Problem — Take the entries below and retype them exactly.

Records shown —
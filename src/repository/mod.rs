//! Repository Module
//!
//! Data access for courses. Handlers depend on the [`CourseRepository`]
//! trait and only call it when the cache has nothing usable.

mod memory;
mod sqlite;

use std::path::Path;

use anyhow::{Context, Result};
use async_trait::async_trait;
use tracing::info;

use crate::models::{Course, NewCourse};

pub use memory::InMemoryCourseRepository;
pub use sqlite::SqliteCourseRepository;

/// Storage port for course records.
#[async_trait]
pub trait CourseRepository: Send + Sync {
    /// Lists every course created by `owner_id`, newest (highest id) first.
    ///
    /// # Errors
    /// Returns error if the underlying store cannot be queried.
    async fn list_by_owner(&self, owner_id: &str) -> Result<Vec<Course>>;

    /// Fetches the course with the given public course id.
    ///
    /// # Returns
    /// - `Some(Course)` if found
    /// - `None` if not found
    async fn get_by_id(&self, course_id: &str) -> Result<Option<Course>>;

    /// Stores a new course and returns it with its assigned row id.
    async fn insert(&self, course: NewCourse) -> Result<Course>;
}

/// Loads a JSON array of courses from `path` and inserts each one.
///
/// Returns the number of courses inserted.
pub async fn seed_from_file(repository: &dyn CourseRepository, path: &Path) -> Result<usize> {
    let raw = tokio::fs::read_to_string(path)
        .await
        .with_context(|| format!("failed to read seed file {}", path.display()))?;
    let drafts: Vec<NewCourse> = serde_json::from_str(&raw)
        .with_context(|| format!("failed to parse seed file {}", path.display()))?;

    let count = drafts.len();
    for draft in drafts {
        repository.insert(draft).await?;
    }

    info!("Seeded {} courses from {}", count, path.display());
    Ok(count)
}

#[cfg(test)]
mod tests {
    use super::*;

    #[tokio::test]
    async fn test_seed_from_file() {
        let path = std::env::temp_dir().join(format!("course_seed_{}.json", std::process::id()));
        tokio::fs::write(
            &path,
            r#"[
                {"courseId":"c-1","courseType":"exam","topic":"Lifetimes","createdBy":"alice"},
                {"courseId":"c-2","courseType":"exam","topic":"Traits","createdBy":"alice"}
            ]"#,
        )
        .await
        .unwrap();

        let repo = InMemoryCourseRepository::new();
        let count = seed_from_file(&repo, &path).await.unwrap();
        tokio::fs::remove_file(&path).await.unwrap();

        assert_eq!(count, 2);
        let courses = repo.list_by_owner("alice").await.unwrap();
        assert_eq!(courses.len(), 2);
        assert_eq!(courses[0].course_id, "c-2");
    }

    #[tokio::test]
    async fn test_seed_missing_file() {
        let repo = InMemoryCourseRepository::new();
        let result = seed_from_file(&repo, Path::new("/definitely/not/here.json")).await;
        assert!(result.is_err());
    }
}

Response to this task —
filename src/repository/mod.rs
//! Repository Module
//!
//! Data access for courses. Handlers depend on the [`CourseRepository`]
//! trait and only call it when the cache has nothing usable.

mod memory;
mod sqlite;

use std::path::Path;

use anyhow::{Context, Result};
use async_trait::async_trait;
use tracing::info;

use crate::models::{Course, NewCourse};

pub use memory::InMemoryCourseRepository;
pub use sqlite::SqliteCourseRepository;

/// Storage port for course records.
#[async_trait]
pub trait CourseRepository: Send + Sync {
    /// Lists every course created by `owner_id`, newest (highest id) first.
    ///
    /// # Errors
    /// Returns error if the underlying store cannot be queried.
    async fn list_by_owner(&self, owner_id: &str) -> Result<Vec<Course>>;

    /// Fetches the course with the given public course id.
    ///
    /// # Returns
    /// - `Some(Course)` if found
    /// - `None` if not found
    async fn get_by_id(&self, course_id: &str) -> Result<Option<Course>>;

    /// Stores a new course and returns it with its assigned row id.
    async fn insert(&self, course: NewCourse) -> Result<Course>;
}

/// Loads a JSON array of courses from `path` and inserts each one.
///
/// Returns the number of courses inserted.
pub async fn seed_from_file(repository: &dyn CourseRepository, path: &Path) -> Result<usize> {
    let raw = tokio::fs::read_to_string(path)
        .await
        .with_context(|| format!("failed to read seed file {}", path.display()))?;
    let drafts: Vec<NewCourse> = serde_json::from_str(&raw)
        .with_context(|| format!("failed to parse seed file {}", path.display()))?;

    let count = drafts.len();
    for draft in drafts {
        repository.insert(draft).await?;
    }

    info!("Seeded {} courses from {}", count, path.display());
    Ok(count)
}

#[cfg(test)]
mod tests {
    use super::*;

    #[tokio::test]
    async fn test_seed_from_file() {
        let path = std::env::temp_dir().join(format!("course_seed_{}.json", std::process::id()));
        tokio::fs::write(
            &path,
            r#"[
                {"courseId":"c-1","courseType":"exam","topic":"Lifetimes","createdBy":"alice"},
                {"courseId":"c-2","courseType":"exam","topic":"Traits","createdBy":"alice"}
            ]"#,
        )
        .await
        .unwrap();

        let repo = InMemoryCourseRepository::new();
        let count = seed_from_file(&repo, &path).await.unwrap();
        tokio::fs::remove_file(&path).await.unwrap();

        assert_eq!(count, 2);
        let courses = repo.list_by_owner("alice").await.unwrap();
        assert_eq!(courses.len(), 2);
        assert_eq!(courses[0].course_id, "c-2");
    }

    #[tokio::test]
    async fn test_seed_missing_file() {
        let repo = InMemoryCourseRepository::new();
        let result = seed_from_file(&repo, Path::new("/definitely/not/here.json")).await;
        assert!(result.is_err());
    }
}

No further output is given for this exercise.